***** INFORMATION
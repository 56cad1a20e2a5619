mod decode;
mod error;
mod ollama;
mod openai;
mod parser;
mod prompt;

pub use error::MlError;
pub use ollama::OllamaDispatchParser;
pub use openai::OpenAiDispatchParser;
pub use parser::DispatchParser;

#[cfg(any(test, feature = "testing"))]
pub use parser::MockDispatchParser;
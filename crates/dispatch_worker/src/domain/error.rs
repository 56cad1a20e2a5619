use thiserror::Error;

#[derive(Error, Debug)]
pub enum WorkerError {
    #[error("failed to parse object key: {0}")]
    Key(#[from] trailwatch_domain::DomainError),

    #[error("no talkgroup known for {0}")]
    UnknownTalkgroup(String),

    #[error("no talkgroup known for tac channel {0}")]
    UnknownTacChannel(String),

    #[error("unexpected membership result count for talkgroup {talkgroup}: {count}")]
    MembershipArity { talkgroup: String, count: usize },

    #[error("kv store error: {0}")]
    Kv(#[from] trailwatch_kv::KvError),

    #[error("chat error: {0}")]
    Chat(#[from] trailwatch_chat::ChatError),

    #[error("dispatch parse error: {0}")]
    Ml(#[from] trailwatch_ml::MlError),

    /// Expected before a talkgroup is activated; handled as a quiet skip.
    #[error("no live thread for talkgroup {0}")]
    NoThreadRoot(String),

    #[error("cancelled")]
    Cancelled,
}

pub type WorkerResult<T> = Result<T, WorkerError>;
**********
AIM OF THE TASK: Repeat the data verbatim.

OUTPUT:
repository 56cad1a20e2a5619
mod decode;
mod error;
mod ollama;
mod openai;
mod parser;
mod prompt;

pub use error::MlError;
pub use ollama::OllamaDispatchParser;
pub use openai::OpenAiDispatchParser;
pub use parser::DispatchParser;

#[cfg(any(test, feature = "testing"))]
pub use parser::MockDispatchParser;
filename crates/dispatch_worker/src/domain/error.rs
repository 56cad1a20e2a5619
use thiserror::Error;

#[derive(Error, Debug)]
pub enum WorkerError {
    #[error("failed to parse object key: {0}")]
    Key(#[from] trailwatch_domain::DomainError),

    #[error("no talkgroup known for {0}")]
    UnknownTalkgroup(String),

    #[error("no talkgroup known for tac channel {0}")]
    UnknownTacChannel(String),

    #[error("unexpected membership result count for talkgroup {talkgroup}: {count}")]
    MembershipArity { talkgroup: String, count: usize },

    #[error("kv store error: {0}")]
    Kv(#[from] trailwatch_kv::KvError),

    #[error("chat error: {0}")]
    Chat(#[from] trailwatch_chat::ChatError),

    #[error("dispatch parse error: {0}")]
    Ml(#[from] trailwatch_ml::MlError),

    /// Expected before a talkgroup is activated; handled as a quiet skip.
    #[error("no live thread for talkgroup {0}")]
    NoThreadRoot(String),

    #[error("cancelled")]
    Cancelled,
}

pub type WorkerResult<T> = Result<T, WorkerError>;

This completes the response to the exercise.